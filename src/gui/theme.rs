//! Centralized theme and styling for the GUI.

use eframe::egui;

/// Colors, spacing and styled widget factories shared by every view.
#[derive(Clone, Copy)]
pub struct AppTheme {
    // Base colors
    pub background: egui::Color32,
    pub surface: egui::Color32,
    pub surface_hover: egui::Color32,
    pub surface_active: egui::Color32,
    pub panel_fill: egui::Color32,
    pub text_primary: egui::Color32,
    pub text_secondary: egui::Color32,

    // Semantic colors
    pub primary: egui::Color32,
    pub secondary: egui::Color32,
    pub success: egui::Color32,
    pub warning: egui::Color32,
    pub error: egui::Color32,

    // Spacing constants
    pub spacing_xs: f32,
    pub spacing_sm: f32,
    pub spacing_md: f32,
    pub spacing_lg: f32,

    // Button sizes
    pub button_medium: egui::Vec2,
}

impl Default for AppTheme {
    fn default() -> Self {
        Self {
            // Felt-table palette: near-black surfaces, gold highlights
            background: egui::Color32::from_rgb(10, 12, 10),
            surface: egui::Color32::from_rgb(18, 22, 18),
            surface_hover: egui::Color32::from_rgb(28, 34, 28),
            surface_active: egui::Color32::from_rgb(38, 46, 38),
            panel_fill: egui::Color32::from_rgb(14, 17, 14),
            text_primary: egui::Color32::from_rgb(222, 214, 180),
            text_secondary: egui::Color32::from_rgb(150, 150, 140),

            primary: egui::Color32::from_rgb(212, 175, 55),
            secondary: egui::Color32::from_rgb(70, 74, 70),
            success: egui::Color32::from_rgb(80, 200, 120),
            warning: egui::Color32::from_rgb(255, 170, 0),
            error: egui::Color32::from_rgb(255, 85, 85),

            spacing_xs: 6.0,
            spacing_sm: 12.0,
            spacing_md: 20.0,
            spacing_lg: 28.0,

            button_medium: egui::vec2(150.0, 36.0),
        }
    }
}

impl AppTheme {
    /// Primary action button: dark fill, gold border.
    pub fn button_primary(&self, text: &str) -> egui::Button<'_> {
        egui::Button::new(
            egui::RichText::new(text)
                .color(self.text_primary)
                .strong(),
        )
        .fill(self.surface)
        .stroke(egui::Stroke::new(2.0, self.primary))
        .min_size(self.button_medium)
    }

    /// Button for destructive or cautionary actions (Remove All).
    pub fn button_warning(&self, text: &str) -> egui::Button<'_> {
        egui::Button::new(
            egui::RichText::new(text)
                .color(self.text_primary)
                .strong(),
        )
        .fill(self.surface)
        .stroke(egui::Stroke::new(2.0, self.warning))
        .min_size(self.button_medium)
    }

    /// Low-emphasis button (Cancel, Close).
    pub fn button_secondary(&self, text: &str) -> egui::Button<'_> {
        egui::Button::new(egui::RichText::new(text).color(self.text_primary))
            .fill(self.surface)
            .stroke(egui::Stroke::new(1.0, self.secondary))
            .min_size(self.button_medium)
    }

    /// Framed card for form panels.
    pub fn frame_panel(&self) -> egui::Frame {
        egui::Frame::none()
            .fill(self.panel_fill)
            .rounding(3.0)
            .inner_margin(self.spacing_md)
            .stroke(egui::Stroke::new(1.0, self.primary))
    }
}

/// Apply the theme to the egui context.
pub fn configure_style(ctx: &egui::Context, theme: &AppTheme) {
    let mut visuals = egui::Visuals::dark();
    visuals.window_fill = theme.background;
    visuals.panel_fill = theme.panel_fill;
    visuals.override_text_color = Some(theme.text_primary);

    visuals.widgets.noninteractive.bg_fill = theme.surface;
    visuals.widgets.inactive.bg_fill = theme.surface;
    visuals.widgets.hovered.bg_fill = theme.surface_hover;
    visuals.widgets.active.bg_fill = theme.surface_active;
    visuals.widgets.open.bg_fill = theme.surface_active;

    visuals.widgets.inactive.bg_stroke = egui::Stroke::new(1.0, theme.secondary);
    visuals.widgets.hovered.bg_stroke = egui::Stroke::new(1.0, theme.primary);
    visuals.widgets.active.bg_stroke = egui::Stroke::new(2.0, theme.primary);

    ctx.set_visuals(visuals);

    let mut style = (*ctx.style()).clone();
    style.spacing.item_spacing = egui::vec2(8.0, 6.0);
    style.spacing.button_padding = egui::vec2(12.0, 8.0);

    style.text_styles.insert(
        egui::TextStyle::Heading,
        egui::FontId::new(20.0, egui::FontFamily::Proportional),
    );
    style.text_styles.insert(
        egui::TextStyle::Body,
        egui::FontId::new(14.0, egui::FontFamily::Proportional),
    );
    style.text_styles.insert(
        egui::TextStyle::Button,
        egui::FontId::new(14.0, egui::FontFamily::Proportional),
    );
    style.text_styles.insert(
        egui::TextStyle::Monospace,
        egui::FontId::new(13.0, egui::FontFamily::Monospace),
    );

    ctx.set_style(style);
}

====

Could the entries above be output once more, exactly as they are?

- [EXERCISE RESPONSE]:
filename src/gui/theme.rs
//! Centralized theme and styling for the GUI.

use eframe::egui;

/// Colors, spacing and styled widget factories shared by every view.
#[derive(Clone, Copy)]
pub struct AppTheme {
    // Base colors
    pub background: egui::Color32,
    pub surface: egui::Color32,
    pub surface_hover: egui::Color32,
    pub surface_active: egui::Color32,
    pub panel_fill: egui::Color32,
    pub text_primary: egui::Color32,
    pub text_secondary: egui::Color32,

    // Semantic colors
    pub primary: egui::Color32,
    pub secondary: egui::Color32,
    pub success: egui::Color32,
    pub warning: egui::Color32,
    pub error: egui::Color32,

    // Spacing constants
    pub spacing_xs: f32,
    pub spacing_sm: f32,
    pub spacing_md: f32,
    pub spacing_lg: f32,

    // Button sizes
    pub button_medium: egui::Vec2,
}

impl Default for AppTheme {
    fn default() -> Self {
        Self {
            // Felt-table palette: near-black surfaces, gold highlights
            background: egui::Color32::from_rgb(10, 12, 10),
            surface: egui::Color32::from_rgb(18, 22, 18),
            surface_hover: egui::Color32::from_rgb(28, 34, 28),
            surface_active: egui::Color32::from_rgb(38, 46, 38),
            panel_fill: egui::Color32::from_rgb(14, 17, 14),
            text_primary: egui::Color32::from_rgb(222, 214, 180),
            text_secondary: egui::Color32::from_rgb(150, 150, 140),

            primary: egui::Color32::from_rgb(212, 175, 55),
            secondary: egui::Color32::from_rgb(70, 74, 70),
            success: egui::Color32::from_rgb(80, 200, 120),
            warning: egui::Color32::from_rgb(255, 170, 0),
            error: egui::Color32::from_rgb(255, 85, 85),

            spacing_xs: 6.0,
            spacing_sm: 12.0,
            spacing_md: 20.0,
            spacing_lg: 28.0,

            button_medium: egui::vec2(150.0, 36.0),
        }
    }
}

impl AppTheme {
    /// Primary action button: dark fill, gold border.
    pub fn button_primary(&self, text: &str) -> egui::Button<'_> {
        egui::Button::new(
            egui::RichText::new(text)
                .color(self.text_primary)
                .strong(),
        )
        .fill(self.surface)
        .stroke(egui::Stroke::new(2.0, self.primary))
        .min_size(self.button_medium)
    }

    /// Button for destructive or cautionary actions (Remove All).
    pub fn button_warning(&self, text: &str) -> egui::Button<'_> {
        egui::Button::new(
            egui::RichText::new(text)
                .color(self.text_primary)
                .strong(),
        )
        .fill(self.surface)
        .stroke(egui::Stroke::new(2.0, self.warning))
        .min_size(self.button_medium)
    }

    /// Low-emphasis button (Cancel, Close).
    pub fn button_secondary(&self, text: &str) -> egui::Button<'_> {
        egui::Button::new(egui::RichText::new(text).color(self.text_primary))
            .fill(self.surface)
            .stroke(egui::Stroke::new(1.0, self.secondary))
            .min_size(self.button_medium)
    }

    /// Framed card for form panels.
    pub fn frame_panel(&self) -> egui::Frame {
        egui::Frame::none()
            .fill(self.panel_fill)
            .rounding(3.0)
            .inner_margin(self.spacing_md)
            .stroke(egui::Stroke::new(1.0, self.primary))
    }
}

/// Apply the theme to the egui context.
pub fn configure_style(ctx: &egui::Context, theme: &AppTheme) {
    let mut visuals = egui::Visuals::dark();
    visuals.window_fill = theme.background;
    visuals.panel_fill = theme.panel_fill;
    visuals.override_text_color = Some(theme.text_primary);

    visuals.widgets.noninteractive.bg_fill = theme.surface;
    visuals.widgets.inactive.bg_fill = theme.surface;
    visuals.widgets.hovered.bg_fill = theme.surface_hover;
    visuals.widgets.active.bg_fill = theme.surface_active;
    visuals.widgets.open.bg_fill = theme.surface_active;

    visuals.widgets.inactive.bg_stroke = egui::Stroke::new(1.0, theme.secondary);
    visuals.widgets.hovered.bg_stroke = egui::Stroke::new(1.0, theme.primary);
    visuals.widgets.active.bg_stroke = egui::Stroke::new(2.0, theme.primary);

    ctx.set_visuals(visuals);

    let mut style = (*ctx.style()).clone();
    style.spacing.item_spacing = egui::vec2(8.0, 6.0);
    style.spacing.button_padding = egui::vec2(12.0, 8.0);

    style.text_styles.insert(
        egui::TextStyle::Heading,
        egui::FontId::new(20.0, egui::FontFamily::Proportional),
    );
    style.text_styles.insert(
        egui::TextStyle::Body,
        egui::FontId::new(14.0, egui::FontFamily::Proportional),
    );
    style.text_styles.insert(
        egui::TextStyle::Button,
        egui::FontId::new(14.0, egui::FontFamily::Proportional),
    );
    style.text_styles.insert(
        egui::TextStyle::Monospace,
        egui::FontId::new(13.0, egui::FontFamily::Monospace),
    );

    ctx.set_style(style);
}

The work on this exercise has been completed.